A high-profile food-safety row erupted after it has been reported that anti-fraud investigator Wang Hai (王海) and his team released third‑party test results showing canthaxanthin (角黄素, sometimes called 斑蝥黄) in six retail egg brands — including Huang Swan (黄天鹅). The report reportedly found 0.399 mg/kg in Huang Swan eggs, a finding that touched off public alarm because the brand long advertised that its feed “uses no artificial colorants.” How worrying is 0.399 mg/kg? That question has driven the debate more than the number itself.

Company response

Huang Swan founder and chairman Feng Bin (冯斌) appeared live on the brand’s flagship livestream to address the fallout. He cited European Union safety benchmarks and said, it has been reported that, based on the detected level one would need to eat about 75 Huang Swan eggs a day to reach a theoretical hazard threshold. Feng admitted he felt wronged initially but said he cooled off and welcomed clarifying the issue for consumers and the industry. Pangdonglai (胖东来), the retailer that supplied the samples Wang’s team purchased, has also pushed back, saying the complainant used inappropriate standards and lacks legal basis — and that it will send all fresh‑egg brands sold in its stores for testing and prepare to defend consumer rights.

Industry implications

In China, consumer exposes by figures like Wang Hai can quickly move markets and trigger regulatory scrutiny; livestreamed rebuttals are now a routine part of crisis management for brands selling food through e‑commerce.
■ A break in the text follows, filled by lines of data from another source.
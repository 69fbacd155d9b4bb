use std::{future::IntoFuture, pin::Pin};

use ttvga_sim::{Request, TimeUnit};

use crate::error::TtvgaTbResult;

use super::{Dut, SignalHandle};

type TriggerFuture = Pin<Box<dyn std::future::Future<Output = TtvgaTbResult<u64>> + Send>>;

/// Resumes after a fixed amount of simulated time. Awaiting it yields the
/// simulation time (ps) at which the scenario resumed.
pub struct Timer {
    dut: Dut,
    duration: u64,
    unit: TimeUnit,
}

/// Resumes after a number of rising edges of a clocked signal.
pub struct ClockCycles {
    signal: SignalHandle,
    cycles: u64,
}

impl Timer {
    pub fn new(dut: &Dut, duration: u64, unit: TimeUnit) -> Self {
        Self {
            dut: dut.clone(),
            duration,
            unit,
        }
    }
}

impl IntoFuture for Timer {
    type Output = TtvgaTbResult<u64>;
    type IntoFuture = TriggerFuture;

    fn into_future(self) -> Self::IntoFuture {
        Box::pin(async move {
            let duration = self.unit.to_ps(self.duration)?;
            self.dut.request_time(Request::run(duration)).await
        })
    }
}

impl ClockCycles {
    pub fn new(signal: &SignalHandle, cycles: u64) -> Self {
        Self {
            signal: signal.clone(),
            cycles,
        }
    }
}

impl IntoFuture for ClockCycles {
    type Output = TtvgaTbResult<u64>;
    type IntoFuture = TriggerFuture;

    fn into_future(self) -> Self::IntoFuture {
        Box::pin(async move {
            let request = Request::run_cycles(self.signal.name().to_string(), self.cycles);
            self.signal.dut().request_time(request).await
        })
    }
}

#[cfg(test)]
mod test {
    use std::sync::Arc;

    use ttvga_local_sim::{LocalSimulator, Options, ResetPolarity, VgaTile};

    use crate::testbench::{Clock, ClockCycles, Dut, TimeUnit, Timer};

    fn dut() -> Dut {
        let tile = VgaTile::new(ResetPolarity::ActiveHigh);
        let simulator = LocalSimulator::new(Box::new(tile), Options::default()).unwrap();
        Dut::new(Arc::new(simulator))
    }

    #[tokio::test]
    async fn test_timer_and_clock_cycles() {
        let dut = dut();
        let clk = dut.signal("clk");
        Clock::new(&clk, 40, TimeUnit::Ns).start().await.unwrap();

        assert_eq!(Timer::new(&dut, 150, TimeUnit::Ns).await.unwrap(), 150_000);
        assert_eq!(ClockCycles::new(&clk, 2).await.unwrap(), 200_000);
        assert_eq!(dut.current_time().await.unwrap(), 200_000);
        assert_eq!(ClockCycles::new(&clk, 0).await.unwrap(), 200_000);
    }

    #[tokio::test]
    async fn test_clock_starting_low() {
        let dut = dut();
        let clk = dut.signal("clk");
        Clock::new(&clk, 10, TimeUnit::Ns)
            .start_high(false)
            .start()
            .await
            .unwrap();
        assert_eq!(clk.value_u64().await.unwrap(), 0);
        assert_eq!(ClockCycles::new(&clk, 1).await.unwrap(), 5_000);
    }

    #[tokio::test]
    async fn test_clock_cycles_without_clock_fails() {
        let dut = dut();
        let result = ClockCycles::new(&dut.signal("clk"), 3).await;
        assert!(matches!(result, Err(crate::Error::Simulator(_))));
    }

    #[tokio::test]
    async fn test_timer_overflow() {
        let dut = dut();
        let result = Timer::new(&dut, u64::MAX, TimeUnit::S).await;
        assert!(matches!(result, Err(crate::Error::Sim(_))));
    }

    #[tokio::test]
    async fn test_timer_past_end_of_time_fails_without_advancing() {
        let dut = dut();
        Clock::new(&dut.signal("clk"), 40, TimeUnit::Ns)
            .start()
            .await
            .unwrap();
        Timer::new(&dut, 150, TimeUnit::Ns).await.unwrap();
        let result = Timer::new(&dut, u64::MAX, TimeUnit::Ps).await;
        assert!(matches!(result, Err(crate::Error::Simulator(_))));
        assert_eq!(dut.current_time().await.unwrap(), 150_000);
        assert_eq!(ClockCycles::new(&dut.signal("clk"), 1).await.unwrap(), 160_000);
    }
}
It has been reported that Huang Swan’s statement stressed that natural canthaxanthin exists in the environment and that detection does not automatically prove deliberate artificial addition. For Western readers: the row highlights two recurring themes in China’s food and retail landscape — the power of online influencers to shape public trust, and the murky space where testing methodology, advertising claims and legal standards collide. Further independent testing and any regulatory follow‑up will determine whether this episode becomes a narrow reputational scare or a broader industry wake‑up call.